Two kisses me and says, “You hungry? I’m cooking something.” It’s past ten, but I am hungry, so I perch myself on one of their grimy barstools (Two and his housemates are slobs) and watch him cook.
On the plus side for Two: he likes to feed me. And he’s a good cook, though sometimes he goes crazy with the chopped ginger.
On the plus side for One: he knows I like to be dominated in bed. Or rather, he taught me that, because I’d lived twenty-three years without knowing it. The first time we had sex, he said, “You’re so responsive,” and I felt like a marionette bouncing to pulled strings.
With Two, I relax. I don’t worry about shaving. Two is like my gray comforter with the ticking coming out. Sometimes I go to Two’s place to nap. I can fall asleep with Two. With One, I am vigilant.
One provides orgasms and excellent presents. For my birthday he gave me burgundy John Fluevog shoes, with satin ribbons that tie around my ankles. Wearing them, I feel like a Fin de Siecle courtesan. But he also gives me obnoxious presents, like a Fitbit.
Thirty-nine years old, One is as lean as a rock star. Sometimes his fingers will pause on my hip or belly, calipers assessing my fat.
Two knows where to get the best barbecue ribs.

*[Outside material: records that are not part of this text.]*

//! Index selection under a per-table budget.

use std::cmp::Reverse;

use crate::schema::{DatabaseColumnInfo, IndexChange, IndexRename, SchemaError, SchemaResult};

/// Whether a physical column may carry a secondary index.
///
/// Metadata columns are covered by the primary key and the DOUBLE shadow
/// columns are never filtered on directly.
pub fn is_indexable(info: &DatabaseColumnInfo) -> bool {
    !info.is_metadata() && info.column_id().is_some()
}

/// Work out which indexes to add, drop or rename.
///
/// The primary key occupies one of `max_indexes`. The remaining slots go to
/// the columns with the highest cardinality; ties keep their input order.
/// Every candidate column must have a measured cardinality.
pub fn calculate_index_optimization(
    infos: &[DatabaseColumnInfo],
    max_indexes: usize,
) -> SchemaResult<IndexChange> {
    let mut candidates: Vec<&DatabaseColumnInfo> = infos.iter().filter(|c| is_indexable(c)).collect();
    if let Some(missing) = candidates.iter().find(|c| c.cardinality.is_none()) {
        return Err(SchemaError::MissingCardinality(missing.column_name.clone()));
    }
    candidates.sort_by_key(|c| Reverse(c.cardinality));

    let slots = max_indexes.saturating_sub(1);
    let mut to_add = Vec::new();
    let mut to_remove = Vec::new();
    let mut to_rename = Vec::new();
    for (rank, info) in candidates.into_iter().enumerate() {
        let keep = rank < slots;
        match (keep, info.has_index) {
            (true, false) => to_add.push(info.clone()),
            (false, true) => to_remove.push(info.clone()),
            (true, true) => {
                let expected = info.expected_index_name();
                if let Some(current) = info.index_name.as_deref().filter(|n| *n != expected) {
                    to_rename.push(IndexRename {
                        column: info.clone(),
                        from: current.to_string(),
                        to: expected,
                    });
                }
            }
            (false, false) => {}
        }
    }
    IndexChange::new(to_add, to_remove, to_rename)
}

#[cfg(test)]
mod tests {
    use super::*;
    use crate::sql::naming::{ROW_ID, ROW_VERSION};

    /// ROW_ID and ROW_VERSION plus `count` columns of descending cardinality.
    fn infos(count: i64) -> Vec<DatabaseColumnInfo> {
        let mut list = vec![
            DatabaseColumnInfo::new(ROW_ID)
                .with_cardinality(count)
                .with_index("PRIMARY"),
            DatabaseColumnInfo::new(ROW_VERSION).with_cardinality(1),
        ];
        for i in 0..count {
            list.push(DatabaseColumnInfo::new(format!("_C{}_", i)).with_cardinality(count - i));
        }
        list
    }

    fn names(columns: &[DatabaseColumnInfo]) -> Vec<&str> {
        columns.iter().map(|c| c.column_name.as_str()).collect()
    }

    #[test]
    fn test_primary_key_uses_a_slot() {
        let change = calculate_index_optimization(&infos(2), 1).unwrap();
        assert!(change.is_empty());
    }

    #[test]
    fn test_under_budget_adds_all() {
        let change = calculate_index_optimization(&infos(2), 10_000).unwrap();
        assert_eq!(names(&change.to_add), vec!["_C0_", "_C1_"]);
        assert!(change.to_remove.is_empty());
        assert!(change.to_rename.is_empty());
    }

    #[test]
    fn test_wrong_name_is_renamed() {
        let mut list = infos(1);
        list[2] = list[2].clone().with_index("wrongName");
        let change = calculate_index_optimization(&list, 10_000).unwrap();
        assert!(change.to_add.is_empty());
        assert_eq!(change.to_rename.len(), 1);
        assert_eq!(change.to_rename[0].from, "wrongName");
        assert_eq!(change.to_rename[0].to, "_C0_idx_");

        list[2] = list[2].clone().with_index("_C0_idx_");
        assert!(calculate_index_optimization(&list, 10_000).unwrap().is_empty());
    }

    #[test]
    fn test_over_budget_drops() {
        let mut list = infos(1);
        list[2] = list[2].clone().with_index("_C0_idx_");
        let change = calculate_index_optimization(&list, 1).unwrap();
        assert_eq!(names(&change.to_remove), vec!["_C0_"]);
        assert!(change.to_add.is_empty());
    }

    #[test]
    fn test_high_cardinality_replaces_low() {
        let mut list = infos(3);
        list[2] = DatabaseColumnInfo::new("_C0_")
            .with_cardinality(1)
            .with_index("_C0_idx_");
        list[3] = DatabaseColumnInfo::new("_C1_")
            .with_cardinality(3)
            .with_index("wrongName");
        list[4] = DatabaseColumnInfo::new("_C2_").with_cardinality(2);

        let change = calculate_index_optimization(&list, 3).unwrap();
        assert_eq!(names(&change.to_add), vec!["_C2_"]);
        assert_eq!(names(&change.to_remove), vec!["_C0_"]);
        assert_eq!(change.to_rename.len(), 1);
        assert_eq!(change.to_rename[0].column.column_name, "_C1_");
    }

    #[test]
    fn test_shadow_columns_are_skipped() {
        let list = vec![
            DatabaseColumnInfo::new("_C1_").with_cardinality(5),
            DatabaseColumnInfo::new("_DBL_C1_").with_cardinality(9),
        ];
        let change = calculate_index_optimization(&list, 10).unwrap();
        assert_eq!(names(&change.to_add), vec!["_C1_"]);
    }

    #[test]
    fn test_missing_cardinality() {
        let list = vec![DatabaseColumnInfo::new("_C1_")];
        assert_eq!(
            calculate_index_optimization(&list, 10),
            Err(SchemaError::MissingCardinality("_C1_".into()))
        );
    }
}
//! Logical model: columns, table identities and row payloads.
//!
//! These types are owned by the caller (the schema registry and the row
//! change pipeline) and are read-only inputs to translation and DDL.

pub mod column;
pub mod ids;
pub mod row;

pub use column::{ColumnId, ColumnModel, ColumnType, FacetType};
pub use ids::{IdAndVersion, InvalidIdError, TableType};
pub use row::{Row, RowSet};
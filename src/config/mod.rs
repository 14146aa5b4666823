//! Configuration: translation limits, index budget and store location.

mod settings;

pub use settings::{
    expand_env_vars, IndexSettings, QuerySettings, Settings, SettingsError, StoreSettings,
};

One says things that puncture. Earlier tonight when I asked if he was about to come, he said “I can’t, I have to save all the baby makers.” Leticia is trying to get pregnant. When I averted my face, he said, “Oh, come on, Jenny.” Like I was being dramatic or sensitive.
I want to blend the way Two spoons me and I feel warm and cozy, but then suddenly too hot, with how One squeezes my wrists when we’re fucking.
You know the Plato theory, about how we’re all broken halves, wandering the globe, looking for our soulmate to complete us? Well, I don’t think I’m incomplete, but both One and Two are. Mashed together, they’d make an adequate boyfriend.
This is education for a real relationship. One has taught me things, not just that I’m a submissive. He taught me love is something you can control. I’ll never love Two, though he’s cuddly and affectionate, a human Labrador. But I thought I loved One, until three months ago when I got out of the shower and he was talking on the phone to Leticia. He didn’t hang up, though I lay down next to him, rested my hand on his hip. I listened to him talk to her, and say, “Love you too,” and that’s when I learned feelings can be shut off like turning a tap. You can think, Fuck this. Useful information, really.
Triangles beget triangles. The one between me and One and Leticia produced the one between me and One and Two. I wonder if Two has found his own Two. For his sake I hope it’s someone less judgmental, someone who doesn’t spritz his bar stool with hand sanitizer or say, “You’re squashing me.” With Two, I suspect I’ve become One.
I watch Two crank a pepper mill over whatever’s in his wok–something green, something buttery. I watch the pepper float down like snow and wait for him to feed me.
Notes from Guest Reader Leonora Desar
This was a voice story for me; as in I loved and trusted the voice and would follow it anywhere; even (and because) of all the characters’ flaws. I believed in this moment completely the way you do with a good voice; and that somewhere, off-page, it still exists, in some alternate character story dimension, somewhere.